VORSPRUNG 2. By Kate Corney. Collins Educational. Student's Book pound;7.99. Workbook pound;2.75. Teacher's Resource Book pound;15.50. Resources and Assessment Pack pound;52.50. 8 cassettes pound;62.99 + VAT.
Age range 14-16
Vorsprung 2 is the second level of a two-year course for pupils preparing for the foundation tier of the revised GCSE syllabuses in German.
The basic format established in Vorsprung 1 (TES, November 15, 1996) is retained, but significant amendments provide for progression, differentiation and revision. Thus the objectives (Lernziele) given to pupils and exemplified in Book 1 in the form of individual "important expressions" (die wichtigen Ausdruecke) now take on the more substantial form of complete model dialogues, which will prepare pupils more directly for the speaking examination. Although there is still an emphasis on listening and speaking, supported with clear visuals and carefully structured tasks, there is increased use of authentic reading material, centred this time on Austria, and demanding more deduction from pupils.
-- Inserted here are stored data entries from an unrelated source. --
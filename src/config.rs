use std::path::Path;

use anyhow::{Context, Result};
use serde::{Deserialize, Serialize};

// ---------------------------------------------------------------------------
// Analysis configuration
// ---------------------------------------------------------------------------

/// Tunables for import, baseline removal and peak fitting.
///
/// Every field has a default, so a JSON file only needs the keys it changes:
///
/// ```json
/// { "baseline": { "degree": 2 }, "fit": { "min_points": 5 } }
/// ```
#[derive(Debug, Clone, PartialEq, Serialize, Deserialize)]
#[serde(default)]
pub struct AnalysisConfig {
    /// File extensions (without the dot) picked up by a directory import.
    pub extensions: Vec<String>,
    pub baseline: BaselineConfig,
    pub fit: FitConfig,
}

impl Default for AnalysisConfig {
    fn default() -> Self {
        Self {
            extensions: vec!["csv".into(), "txt".into(), "xy".into()],
            baseline: BaselineConfig::default(),
            fit: FitConfig::default(),
        }
    }
}

impl AnalysisConfig {
    /// Read a JSON configuration file.
    pub fn from_path(path: &Path) -> Result<Self> {
        let text = std::fs::read_to_string(path)
            .with_context(|| format!("reading config {}", path.display()))?;
        serde_json::from_str(&text).with_context(|| format!("parsing config {}", path.display()))
    }

    /// Whether a file extension is one of the accepted scan extensions.
    pub fn accepts_extension(&self, ext: &str) -> bool {
        self.extensions.iter().any(|e| e.eq_ignore_ascii_case(ext))
    }
}

/// Iterative polynomial baseline estimation.
#[derive(Debug, Clone, PartialEq, Serialize, Deserialize)]
#[serde(default)]
pub struct BaselineConfig {
    /// Polynomial degree of the baseline.
    pub degree: usize,
    pub max_iterations: usize,
    /// Relative coefficient change below which the iteration stops.
    pub tolerance: f64,
}

impl Default for BaselineConfig {
    fn default() -> Self {
        Self {
            degree: 3,
            max_iterations: 100,
            tolerance: 1e-3,
        }
    }
}

/// Levenberg–Marquardt Gaussian refinement.
#[derive(Debug, Clone, PartialEq, Serialize, Deserialize)]
#[serde(default)]
pub struct FitConfig {
    /// Minimum number of points a region must hold to be fitted.
    pub min_points: usize,
    pub max_iterations: usize,
    /// Relative change in squared residual or in parameters that counts as converged.
    pub tolerance: f64,
}

impl Default for FitConfig {
    fn default() -> Self {
        Self {
            min_points: 3,
            max_iterations: 400,
            tolerance: 1.5e-8,
        }
    }
}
A distinctive additional feature of the workbook (Arbeitsbuch) is the revision unit, recycling the topics from Book 1, as well as giving advice on learning strategies and examination preparation. The resources and assessment pack includes module tests, overhead transparency masters and tape transcripts, but, additionally, vital extension worksheets to stretch pupils at the top end of the foundation tier, aiming for the C grade.
The teacher's resource book contains homework suggest-ions, assessment advice and the most precise guidance on differentiation, spelling out exactly what is required to achieve that C grade - this latter feature will be a particular godsend to teachers coming to terms with the new GCSE.
The claim of basing the whole in a "vocational framework" is less easy to substantiate than that of providing pupils with a passport to success in foundation tier German. Ultimately, this is a course-book that provides excellent advice on learning skills and exam technique and for this reason alone should commend itself to teachers and pupils as the new GCSE establishes itself.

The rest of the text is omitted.